What Is HSA Health Care?

When health-care arrangements known as HSAs were first introduced, their purpose was to give consumers more control of their health-care spending. The argument went that consumers who shopped for health-care services and prescription drugs with their own money would be more cost-conscious, and that eventually consumer behavior would drive down the cost of health care.
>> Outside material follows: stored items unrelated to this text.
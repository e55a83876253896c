//! Equity-series analysis: peak, trough, max drawdown, drawdown
//! duration.

use std::collections::BTreeMap;

use tape_events::MICROS_SCALE;

/// Drawdown statistics over a run's equity series.
#[derive(Clone, Debug, PartialEq, Eq)]
pub struct EquityAnalyzer {
    peak_equity_micros: i64,
    trough_equity_micros: i64,
    final_equity_micros: i64,
    /// Largest peak-to-trough decline as a micros fraction of the peak.
    max_drawdown_micros: i64,
    /// Longest stretch of consecutive samples below a prior peak.
    longest_drawdown_samples: usize,
}

impl EquityAnalyzer {
    /// Analyze an equity series keyed by logical_time. Empty input
    /// yields all-zero statistics.
    pub fn from_samples(samples: &BTreeMap<i64, i64>) -> Self {
        let mut peak: Option<i64> = None;
        let mut trough: Option<i64> = None;
        let mut last: i64 = 0;
        let mut max_drawdown: i64 = 0;
        let mut current_underwater: usize = 0;
        let mut longest_underwater: usize = 0;

        for equity in samples.values() {
            let equity = *equity;
            last = equity;

            match peak {
                None => peak = Some(equity),
                Some(p) if equity > p => peak = Some(equity),
                Some(_) => {}
            }
            match trough {
                None => trough = Some(equity),
                Some(t) if equity < t => trough = Some(equity),
                Some(_) => {}
            }

            let p = peak.unwrap_or(0);
            if equity < p {
                current_underwater += 1;
                longest_underwater = longest_underwater.max(current_underwater);
                if p > 0 {
                    let dd = ((p as i128 - equity as i128) * MICROS_SCALE as i128 / p as i128)
                        as i64;
                    max_drawdown = max_drawdown.max(dd);
                }
            } else {
                current_underwater = 0;
            }
        }

        Self {
            peak_equity_micros: peak.unwrap_or(0),
            trough_equity_micros: trough.unwrap_or(0),
            final_equity_micros: last,
            max_drawdown_micros: max_drawdown,
            longest_drawdown_samples: longest_underwater,
        }
    }

    pub fn peak_equity_micros(&self) -> i64 {
        self.peak_equity_micros
    }

    pub fn trough_equity_micros(&self) -> i64 {
        self.trough_equity_micros
    }

    pub fn final_equity_micros(&self) -> i64 {
        self.final_equity_micros
    }

    /// Max drawdown as a micros fraction (1_000_000 = wiped out).
    pub fn max_drawdown_micros(&self) -> i64 {
        self.max_drawdown_micros
    }

    pub fn longest_drawdown_samples(&self) -> usize {
        self.longest_drawdown_samples
    }
}
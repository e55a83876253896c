//! tape-strategy
//!
//! The strategy contract plus the shipped implementations.
//!
//! Strategies are stateful observers of the market tape: each
//! observation may produce zero or more trade intents. They never size
//! trades (admission control does), never touch the ledger, and hold
//! only their own private state (rolling windows, crossover memory).

mod crossover;
mod mean_reversion;
mod one_shot;
mod scripted;

pub use crossover::MomentumCrossover;
pub use mean_reversion::RollingMeanReversion;
pub use one_shot::OneShotStrategy;
pub use scripted::ScriptedStrategy;

use tape_events::{Intent, Observation};

/// A producer of trade intents, polymorphic over strategy variants and
/// stateful across calls.
pub trait Strategy {
    fn name(&self) -> &str;

    /// React to one market observation with zero, one or more intents.
    fn on_observation(&mut self, obs: &Observation) -> Vec<Intent>;
}
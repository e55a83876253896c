//! tape-exec
//!
//! Order → fill simulation.
//!
//! - `ImmediateExecution`: fills at the order's reference price
//! - `CostModelExecution`: half-spread + base slippage + size impact +
//!   seeded uniform random slippage, with running cost totals
//!
//! All randomness flows through an injectable seeded `ChaCha8Rng`;
//! identical seeds produce identical fill sequences. Cost totals are
//! observational only — they never feed back into scheduling or
//! admission decisions within a run.

mod costs;
mod model;

pub use costs::{CostModelConfig, CostModelExecution, CostTotals};
pub use model::{Execution, ExecutionModel, ImmediateExecution};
Whether or not that actually happens, an HSA can be a good investment, both short- and long-term.
  1. Consumer-Driven

    • The law that created the Health Savings Account was passed in 2003 as a way to give consumers more direct control over their health-care spending. The members of Congress who backed the measure argued that consumers who spent their own money on health care, rather than their insurance company's money, would become more savvy health-care shoppers. HSAs are part of the movement toward consumer-driven health care, which also includes health reimbursement accounts and flexible-spending accounts, which are offered by many employers.

    Tax Deductible

    • One big advantage of HSAs over alternatives is a tax deduction for the money consumers put aside in their accounts. Consumers can take this tax deduction even if they do not itemize their deductions.

    Non-Covered Expenses

    • The money in an HSA must be used for medical expenses, and only those expenses not already covered by another insurance plan are eligible. That means you can use the funds in your HSA to cover the cost of the co-payment when you visit the doctor or buy a prescription. You cannot, however, double-dip by paying the full cost with your HSA funds and then submitting a claim for reimbursement by your insurance company.

    Eligibility

    • While an HSA can provide more direct control over health-care spending, these plans are not open to everyone. In order to open an HSA, you must first enroll in a high-deductible health plan. These plans are known as HDHPs in the insurance industry, so be sure to tell your insurance broker or HR department that you are interested in opening an HSA. The individual handling your health plan enrollment can steer you toward eligible plans.

    Investment Options

    • HSA plans are designed to pay current medical expenses, but unlike flexible spending accounts, the unused funds in the HSA roll over from year to year. That gives the HSA an element of investment, and consumers have a number of investment options for their plans. A number of financial institutions, including banks, mutual fund companies and brokerage firms administer HSAs, and the number and type of investment options is determined by the administrator. Brokerage firms and mutual fund companies might allow you to invest your funds in stock and bond funds, while banks might limit your investment choices to money-market accounts and certificates of deposit.

    Age Flexibility

    • According to IRS guidelines, the money remaining in your HSA when you turn 65 can be used for both medical spending and for expenses unrelated to your health care. That rule allows individuals to use their HSAs as an extra IRA account. While the main purpose of an HSA is covering medical expenses not reimbursed by insurance, this investment aspect can be quite valuable, especially for younger workers who have decades to accumulate money in their accounts.